The University of Wisconsin-Madison has served up Pollan's recent book, "In Defense of Food," as the main course for its www.news.wisc.edu/17012 "Go Big Read" campus-wide book discussion (Pollan will give a free lecture at 7 p.m. Sept. 24 at the Kohl Center). UW Chancellor Biddy Martin says its selection was meant to generate discussion about an important topic and is not an endorsement of the book, Pollan or his adopted food-system ideology.

The farm organization I lead, the Wisconsin Farm Bureau Federation, works hard to teach youths that milk comes from cows on farms like mine. We inform consumers about the realities of what it takes to bring America's safe, nutritious and abundant food supply from our farm gates to your food plates. Pollan has narrow and elitist ideas about how you should eat and how farmers should (or shouldn't) feed a hungry and growing world. To make these claims you would think he's a food scientist instead of a creative writer with an agenda.

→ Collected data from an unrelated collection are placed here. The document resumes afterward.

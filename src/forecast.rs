//! Forecast client for the Open-Meteo hourly temperature API
//!
//! Fetches 2-meter temperatures for the provider's default forward window
//! (typically 7 days x 24 hours) in the location's local timezone. No date
//! range is requested explicitly; the default window is accepted as-is.

use reqwest::Client;
use tracing::{debug, info};

use crate::ClimaplotError;
use crate::config::ClimaplotConfig;
use crate::models::HourlySeries;

/// Client for fetching hourly temperature forecasts
#[derive(Debug, Clone)]
pub struct ForecastClient {
    client: Client,
    base_url: String,
}

impl ForecastClient {
    /// Create a client against the configured forecast endpoint
    #[must_use]
    pub fn new(client: Client, config: &ClimaplotConfig) -> Self {
        Self {
            client,
            base_url: config.forecast_url.clone(),
        }
    }

    /// Fetch the hourly temperature series for the given coordinates.
    ///
    /// The coordinates are the ones the geocoding client returned for the
    /// same search; no independent range validation happens here. Index
    /// alignment of the returned arrays is checked at this boundary and a
    /// violation fails with `DataShape` instead of leaving downstream
    /// indexing undefined.
    pub async fn fetch_hourly(&self, latitude: f64, longitude: f64) -> crate::Result<HourlySeries> {
        debug!("Fetching hourly forecast for ({}, {})", latitude, longitude);

        let url = format!(
            "{}?latitude={latitude}&longitude={longitude}&hourly=temperature_2m&timezone=auto",
            self.base_url
        );

        let response: api::ForecastResponse =
            self.client.get(&url).send().await?.json().await?;

        let hourly = response
            .hourly
            .ok_or_else(|| ClimaplotError::data_shape("response carried no hourly block"))?;

        if hourly.time.len() != hourly.temperature_2m.len() {
            return Err(ClimaplotError::data_shape(format!(
                "{} timestamps but {} temperatures",
                hourly.time.len(),
                hourly.temperature_2m.len()
            )));
        }

        info!("Fetched {} hourly samples", hourly.time.len());
        Ok(HourlySeries {
            time: hourly.time,
            temperature: hourly.temperature_2m,
        })
    }
}

/// Open-Meteo forecast response structures
mod api {
    use serde::Deserialize;

    #[derive(Debug, Deserialize)]
    pub struct ForecastResponse {
        pub hourly: Option<HourlyBlock>,
    }

    #[derive(Debug, Deserialize)]
    pub struct HourlyBlock {
        pub time: Vec<String>,
        pub temperature_2m: Vec<f64>,
    }
}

I hope readers will realize that Wisconsin's diverse farms look nothing like the picture Pollan paints of modern agriculture. Things like cattle, cranberries, cabbage and cheese helped generate $59 billion for Wisconsin in 2007. Agriculture and food production employ one out of 12 Wisconsinites, a fact not to be discounted during a recession.

A nostalgic part of Pollan's message is that he wishes life would slow down, and we'd all grow a garden and cook meals like his great-grandmother. Fine, but I'm not going to farm the same way my great-grandfather did. Technology has improved many aspects of the way we live, including how we farm. I wonder if he'd ask the medical profession to go back in time, or if he's coming to Madison in a horse and buggy?

Today's farmer feeds 143 other people while being a good steward of the land, water and air. Despite providing affordable, nutritious food, farmers face attacks from the media, courts and government. To defend themselves they must explain not just what they do, but why they do it. That gets harder when the Pollans of the world see an evil empire behind every item in your refrigerator.

Not to be a spoiler, but the big lie in Pollan's book is exposed near its end. If we all just ate and grew food as he advocates, then eating would be a more enjoyable experience. It's a simplistic, preachy and unscientific answer to an issue that is immensely complex. Simply put, Pollan's plan would starve much of the world and require the rest to spend more time and money in pursuit of food. In a book littered with unsupportable claims, its conclusion is downright disturbing and immoral.

As Pollan grabs the bully pulpit on the Madison campus to promote his book, will researchers and food scientists stand with us in defense of modern agriculture or stand mute while Pollan attempts to tear down the food system the UW helped build?

"In Defense of Food" is indefensible and certainly leaves a bad aftertaste.

Bill Bruins is a dairy farmer from Waupun and president of the Wisconsin Farm Bureau Federation.